Required work:
In the entries below, the lines from the one with "tests using proptest" through the one with "pub mod conversion_tests;" are to be copied exactly; both ends count.

=-=-=

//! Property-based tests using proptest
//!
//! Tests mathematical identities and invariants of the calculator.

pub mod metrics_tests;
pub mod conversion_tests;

=-=-=

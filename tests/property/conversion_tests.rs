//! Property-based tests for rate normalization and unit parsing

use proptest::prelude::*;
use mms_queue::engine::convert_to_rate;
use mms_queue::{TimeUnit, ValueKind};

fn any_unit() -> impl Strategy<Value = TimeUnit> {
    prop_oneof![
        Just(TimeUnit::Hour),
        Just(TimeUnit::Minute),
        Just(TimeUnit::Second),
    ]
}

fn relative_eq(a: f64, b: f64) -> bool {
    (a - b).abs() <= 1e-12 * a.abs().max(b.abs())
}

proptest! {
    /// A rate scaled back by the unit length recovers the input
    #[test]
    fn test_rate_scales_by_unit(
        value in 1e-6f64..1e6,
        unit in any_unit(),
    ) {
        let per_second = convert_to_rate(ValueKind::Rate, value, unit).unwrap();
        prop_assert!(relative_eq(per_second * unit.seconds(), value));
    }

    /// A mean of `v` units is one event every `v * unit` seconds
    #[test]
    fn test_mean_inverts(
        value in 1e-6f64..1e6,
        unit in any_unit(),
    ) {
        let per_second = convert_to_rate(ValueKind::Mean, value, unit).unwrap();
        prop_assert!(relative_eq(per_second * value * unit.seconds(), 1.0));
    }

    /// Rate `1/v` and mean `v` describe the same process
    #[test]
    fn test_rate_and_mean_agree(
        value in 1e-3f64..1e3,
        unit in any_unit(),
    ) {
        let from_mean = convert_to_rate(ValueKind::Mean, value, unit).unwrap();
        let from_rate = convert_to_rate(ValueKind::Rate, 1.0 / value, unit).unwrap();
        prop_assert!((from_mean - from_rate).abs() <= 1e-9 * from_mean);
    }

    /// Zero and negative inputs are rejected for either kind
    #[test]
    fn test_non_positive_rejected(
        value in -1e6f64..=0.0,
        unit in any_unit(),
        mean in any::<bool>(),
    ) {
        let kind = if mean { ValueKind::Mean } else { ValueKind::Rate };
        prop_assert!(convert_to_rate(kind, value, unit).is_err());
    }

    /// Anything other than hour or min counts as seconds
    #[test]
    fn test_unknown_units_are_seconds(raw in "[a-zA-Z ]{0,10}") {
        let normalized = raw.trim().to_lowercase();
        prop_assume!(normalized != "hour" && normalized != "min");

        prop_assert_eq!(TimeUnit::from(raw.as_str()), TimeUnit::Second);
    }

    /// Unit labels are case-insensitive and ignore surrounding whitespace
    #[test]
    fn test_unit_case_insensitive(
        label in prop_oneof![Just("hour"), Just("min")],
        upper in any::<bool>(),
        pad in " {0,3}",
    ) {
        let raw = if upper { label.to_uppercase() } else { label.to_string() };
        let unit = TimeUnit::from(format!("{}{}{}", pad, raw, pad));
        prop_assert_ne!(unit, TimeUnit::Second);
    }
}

=-=-=

Result below:
//! Property-based tests using proptest
//!
//! Tests mathematical identities and invariants of the calculator.

pub mod metrics_tests;
pub mod conversion_tests;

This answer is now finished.